If you want to fight poverty, you probably intuitively feel that the worst-off people are the ones who should be prioritized. As difficult as it is to live on a few bucks a day, someone who’s living on just $1.90 a day clearly has it worse, and it makes sense to think you should try extra hard to help the poorest of the poor.
It’s a big moral problem, then, that a lot of anti-poverty programs fail to successfully do that.
That problem has bothered BRAC, a major international development charity based in Bangladesh, since the 1990s. Back then, the charity was working on voguish anti-poverty programs. Microfinance was all the rage, but it was becoming clear that microloans weren’t reaching the poorest households. Nobody wanted to lend to them because who knew if they could pay back the loan? And the poorest households often didn’t want to borrow because they weren’t confident that they could figure out how to turn a profit and repay.

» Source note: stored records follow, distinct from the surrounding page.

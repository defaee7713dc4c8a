//! Tic-tac-toe grid model: marks, squares, the board, and line rules.

mod position;
pub mod rules;
mod types;

pub use position::Position;
pub use types::{BOARD_LEN, Board, Mark, Square, SquareLabelError};
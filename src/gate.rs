//! Single-flight guard for resolver exchanges.

use std::sync::Arc;
use std::sync::atomic::{AtomicBool, Ordering};
use tracing::{debug, trace};

/// Allows at most one outstanding resolver exchange per board.
///
/// Entering hands out a [`GatePass`]; the gate reopens when the pass is
/// released or dropped, so every exit path of the guarded exchange frees it,
/// including a future dropped mid-flight.
#[derive(Debug, Clone, Default)]
pub struct RequestGate {
    busy: Arc<AtomicBool>,
}

impl RequestGate {
    /// Creates an open gate.
    pub fn new() -> Self {
        Self::default()
    }

    /// Whether an exchange is in flight.
    pub fn is_busy(&self) -> bool {
        self.busy.load(Ordering::Acquire)
    }

    /// Claims the gate. `None` means an exchange is already in flight and
    /// the caller must drop its action.
    pub fn try_enter(&self) -> Option<GatePass> {
        match self
            .busy
            .compare_exchange(false, true, Ordering::AcqRel, Ordering::Acquire)
        {
            Ok(_) => {
                trace!("Gate entered");
                Some(GatePass {
                    busy: Arc::clone(&self.busy),
                })
            }
            Err(_) => {
                debug!("Gate busy, action dropped");
                None
            }
        }
    }

    fn leave(busy: &AtomicBool) {
        busy.store(false, Ordering::Release);
        trace!("Gate left");
    }
}

/// Proof of holding a [`RequestGate`]. Releases it on drop.
#[derive(Debug)]
pub struct GatePass {
    busy: Arc<AtomicBool>,
}

impl GatePass {
    /// Releases the gate now.
    pub fn release(self) {
        drop(self);
    }

    /// Whether this pass was issued by `gate`.
    pub fn belongs_to(&self, gate: &RequestGate) -> bool {
        Arc::ptr_eq(&self.busy, &gate.busy)
    }
}

impl Drop for GatePass {
    fn drop(&mut self) {
        RequestGate::leave(&self.busy);
    }
}

#[cfg(test)]
mod tests {
    use super::*;

    #[test]
    fn test_second_entry_refused_until_release() {
        let gate = RequestGate::new();
        let pass = gate.try_enter().expect("open gate");

        assert!(gate.is_busy());
        assert!(gate.try_enter().is_none());

        pass.release();
        assert!(!gate.is_busy());
        assert!(gate.try_enter().is_some());
    }

    #[test]
    fn test_drop_releases() {
        let gate = RequestGate::new();
        {
            let _pass = gate.try_enter().expect("open gate");
            assert!(gate.is_busy());
        }
        assert!(!gate.is_busy());
    }

    #[test]
    fn test_pass_from_replaced_gate_does_not_touch_new_one() {
        let old = RequestGate::new();
        let pass = old.try_enter().expect("open gate");
        let fresh = RequestGate::new();
        let held = fresh.try_enter().expect("open gate");

        assert!(!pass.belongs_to(&fresh));
        drop(pass);
        assert!(fresh.is_busy());
        drop(held);
    }
}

Like many other charities, BRAC had also been distributing food to very vulnerable households. But it grew disenchanted with the model of simply giving away food, or even giving away money via cash transfers.
“It’s very important, but not transformative,” Shameran Abed, the executive director of BRAC International, told me. “You’re keeping people alive, you’re helping them to survive to the next day, but you’re not helping them move out of that situation. They’re going to need you to come back again and again.”
To put it in terms of a classic slogan: You’re giving them a fish, but you’re not teaching them how to fish. The BRAC team decided they needed to try something new if they wanted to lastingly improve life for the worst-off — the “ultra-poor,” as they put it.